*** Opening RECORDS FOR PROCESSING ***

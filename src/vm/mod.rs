//! The ternary machine: instruction set, arithmetic, state, loader and execution engine.
//!
//! The machine has three registers (`A` accumulator, `C` instruction pointer, `D` data pointer)
//! and `3^10` memory cells. After every executed instruction the cell at `C` is rewritten
//! through a fixed permutation ([`xlat`]), which makes every program self-modifying.
//!
//! # Key Components
//!
//! - [`VmState`] - Registers plus memory, loaded from a [`crate::file::ProgramImage`]
//! - [`execute`] - Runs a state until a [`StopCondition`] fires
//! - [`Opcode`] / [`OpcodeMask`] - Instruction decoding
//! - [`Channel`] / [`Console`] - Character I/O of a run
//! - [`Interrupt`] - Cooperative cancellation
//! - [`Recorder`] / [`Recording`] - Hooks the access analysis attaches to a run
//!
//! # Example
//!
//! ```rust
//! use malscope::vm::{execute, Channel, Interrupt, Recording, StopCondition, StopReason, VmState};
//!
//! // Nop, Hlt
//! let mut state = VmState::from_bytes(b"DP")?;
//! let run = execute(
//!     &mut state,
//!     &mut Channel::silent(),
//!     &StopCondition::unbounded(),
//!     Recording::Off,
//!     &Interrupt::new(),
//! );
//! assert_eq!(run.steps, 2);
//! assert_eq!(run.stop, StopReason::Halted);
//! // the executed Nop was rewritten
//! assert_eq!(state.cell(0), 33);
//! # Ok::<(), malscope::Error>(())
//! ```

mod engine;
mod interrupt;
mod io;
mod opcode;
mod state;
pub mod ternary;

pub use engine::{
    execute, AccessEvent, Execution, Recorder, Recording, StopCondition, StopReason,
};
pub(crate) use engine::successor;
pub use interrupt::Interrupt;
pub use io::{BufferConsole, Channel, Console, ConsoleRead, EndOfTrace, ReplayInput};
pub use opcode::{Opcode, OpcodeMask, OPCODE_MODULUS};
pub use state::{VmState, MIN_PROGRAM_LENGTH};
pub use ternary::{operate, rotate_right, xlat};

/// Number of memory cells, and the modulus of every address and word (`3^10`).
pub const MEMORY_SIZE: usize = 59_049;

/// Largest machine word (`3^10 - 1`).
pub const WORD_MAX: u32 = 59_048;

/// The value `In` stores when the input stream is closed.
pub const END_OF_INPUT: u32 = WORD_MAX;

/// Smallest value a cell may hold to be executable.
pub const PRINTABLE_MIN: u32 = 33;

/// Largest value a cell may hold to be executable.
pub const PRINTABLE_MAX: u32 = 126;
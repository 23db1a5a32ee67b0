//! Internal data structures.

mod bitset;

pub use bitset::BitSet;
use std::collections::TryReserveError;

use thiserror::Error;

/// The generic Error type, which provides coverage for all errors this library can potentially
/// return.
///
/// Only conditions that abort a disassembly session are modelled here. Faults that merely end a
/// single execution trace (an instruction cell holding a value outside the printable alphabet,
/// an exhausted input trace, an interrupt) are reported through
/// [`crate::vm::StopReason`] on the [`crate::vm::Execution`] result instead, because they may
/// legitimately occur on synthetic traces.
///
/// # Error Categories
///
/// ## Loading Errors
/// - [`Error::FileError`] - The program image could not be read
/// - [`Error::InvalidProgramByte`] - A byte does not decode to a valid instruction
/// - [`Error::ProgramTooShort`] - Fewer than two instruction bytes, including an empty image
/// - [`Error::ProgramTooLong`] - More instruction bytes than the address space holds
///
/// ## Analysis Errors
/// - [`Error::EntryPointNotFound`] - No JMP at the computed entry position
/// - [`Error::OutOfMemory`] - An analysis structure could not be allocated
///
/// # Examples
///
/// ```rust
/// use malscope::{Error, file::ProgramImage, vm::VmState};
///
/// let image = ProgramImage::from_mem(b"(=<".to_vec())?;
/// match VmState::load(&image) {
///     Ok(state) => println!("loaded, C = {}", state.c),
///     Err(Error::InvalidProgramByte { byte, position }) => {
///         eprintln!("invalid byte 0x{byte:02x} at 0x{position:05x}");
///     }
///     Err(e) => eprintln!("Other error: {e}"),
/// }
/// # Ok::<(), malscope::Error>(())
/// ```
#[derive(Error, Debug)]
pub enum Error {
    /// File I/O error.
    ///
    /// Wraps standard I/O errors that occur while opening or mapping the program image.
    #[error("{0}")]
    FileError(#[from] std::io::Error),

    /// A byte of the program image is neither whitespace, a terminator, nor a printable
    /// character that decodes to one of the eight instructions at its position.
    ///
    /// `position` is the index the byte would have occupied in memory, i.e. the number of
    /// instruction bytes accepted before it.
    #[error("Invalid character 0x{byte:02x} at 0x{position:05x}")]
    InvalidProgramByte {
        /// The offending byte
        byte: u8,
        /// The memory position the byte would have been loaded to
        position: usize,
    },

    /// The program image holds fewer than two instruction bytes.
    #[error("Minimal program length of 2 deceeded ({length} instruction bytes)")]
    ProgramTooShort {
        /// Number of instruction bytes that were found
        length: usize,
    },

    /// The program image holds more instruction bytes than there are memory cells.
    #[error("Maximum program length of {limit} exceeded")]
    ProgramTooLong {
        /// The maximum number of instruction bytes
        limit: usize,
    },

    /// The structure of the program does not match the "setup, then loop" idiom: re-running the
    /// program up to the last JMP before its first I/O instruction did not land on a JMP.
    #[error("Failed to find the entry point (candidate at step {steps})")]
    EntryPointNotFound {
        /// The candidate step count that was checked
        steps: u64,
    },

    /// Allocation of an analysis structure failed.
    ///
    /// The address space has a fixed size, so this is never degraded gracefully.
    #[error("Cannot allocate memory - {0}")]
    OutOfMemory(String),

    /// Generic error for miscellaneous failures.
    ///
    /// Used for errors that don't fit into other categories, such as a failing memory mapping.
    #[error("{0}")]
    Error(String),
}

impl From<TryReserveError> for Error {
    fn from(error: TryReserveError) -> Self {
        Error::OutOfMemory(error.to_string())
    }
}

*** Closing RECORDS FOR PROCESSING ***

From the very first line of the data through the line with "I/O of a run" in it, please reproduce each line exactly and output nothing more.

### TASK ANSWER:
filename src/vm/mod.rs
//! The ternary machine: instruction set, arithmetic, state, loader and execution engine.
//!
//! The machine has three registers (`A` accumulator, `C` instruction pointer, `D` data pointer)
//! and `3^10` memory cells. After every executed instruction the cell at `C` is rewritten
//! through a fixed permutation ([`xlat`]), which makes every program self-modifying.
//!
//! # Key Components
//!
//! - [`VmState`] - Registers plus memory, loaded from a [`crate::file::ProgramImage`]
//! - [`execute`] - Runs a state until a [`StopCondition`] fires
//! - [`Opcode`] / [`OpcodeMask`] - Instruction decoding
//! - [`Channel`] / [`Console`] - Character I/O of a run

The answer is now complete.